*** Block opens ***
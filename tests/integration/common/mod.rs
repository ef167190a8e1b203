//! Common fixtures for integration tests
//!
//! Screens are mounted against the in-memory mock repository, seeded with
//! small, readable collections.

use std::collections::BTreeMap;
use std::sync::Arc;

use atrium_app::CollectionScreen;
use atrium_catalog::{Entity, EntityType, MockEntityRepository, ScopeId};
use atrium_common::FieldValue;
use atrium_view::ViewConfig;

pub const TENANT: &str = "acme";

/// Build an entity from `(field, value)` pairs, panicking on invalid input
pub fn entity(id: &str, entity_type: EntityType, status: &str, pairs: &[(&str, FieldValue)]) -> Entity {
    let fields: BTreeMap<String, FieldValue> = pairs
        .iter()
        .map(|(name, value)| (name.to_string(), value.clone()))
        .collect();
    Entity::new(id, entity_type, status, fields).expect("fixture entity must be valid")
}

pub fn resource(id: &str, name: &str, category: &str, status: &str) -> Entity {
    entity(
        id,
        EntityType::Resource,
        status,
        &[
            ("name", FieldValue::text(name)),
            ("category", FieldValue::text(category)),
        ],
    )
}

/// Twelve resources, exactly three of them in the `room` category
pub fn twelve_resources() -> Vec<Entity> {
    let rows = [
        ("Harbor room", "room", "FREE"),
        ("Delivery van", "vehicle", "AFFECTED"),
        ("Projector", "equipment", "IN_USE"),
        ("Garden room", "room", "FREE"),
        ("Forklift", "vehicle", "FREE"),
        ("Sound system", "equipment", "AFFECTED"),
        ("Attic room", "room", "IN_USE"),
        ("Cargo bike", "vehicle", "FREE"),
        ("Camera kit", "equipment", "FREE"),
        ("Minibus", "vehicle", "IN_USE"),
        ("Laptop cart", "equipment", "AFFECTED"),
        ("Tool trailer", "vehicle", "FREE"),
    ];
    rows.iter()
        .enumerate()
        .map(|(i, (name, category, status))| {
            resource(&format!("res-{:02}", i + 1), name, category, status)
        })
        .collect()
}

/// A mounted screen plus a handle on its backend
#[allow(dead_code)]
pub struct TestScreen {
    pub repo: MockEntityRepository,
    pub screen: CollectionScreen,
}

#[allow(dead_code)]
impl TestScreen {
    /// Seed `entities` and mount a screen over them without loading
    pub fn mount(entity_type: EntityType, entities: Vec<Entity>) -> Self {
        let repo = MockEntityRepository::new();
        repo.seed(TENANT, entities);
        let screen = CollectionScreen::mount(
            ScopeId::new(TENANT, entity_type),
            Arc::new(repo.clone()),
            &ViewConfig::default(),
        );
        Self { repo, screen }
    }

    /// Seed, mount and perform the initial load
    pub async fn loaded(entity_type: EntityType, entities: Vec<Entity>) -> Self {
        let test = Self::mount(entity_type, entities);
        test.screen.load().await.expect("initial load must succeed");
        test
    }

    /// Ids of the visible page, in display order
    pub fn visible_ids(&self) -> Vec<String> {
        self.screen
            .visible_rows()
            .expect("screen must be mounted")
            .into_iter()
            .map(|e| e.id)
            .collect()
    }

    /// Current status of a row as the screen shows it
    pub fn status_of(&self, id: &str) -> Option<String> {
        self.screen
            .visible_rows()
            .expect("screen must be mounted")
            .into_iter()
            .find(|e| e.id == id)
            .map(|e| e.status)
    }
}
*** Block closes ***
Find and copy every line in the entries above where the string "initial" occurs.

    /// Seed, mount and perform the initial load
        test.screen.load().await.expect("initial load must succeed");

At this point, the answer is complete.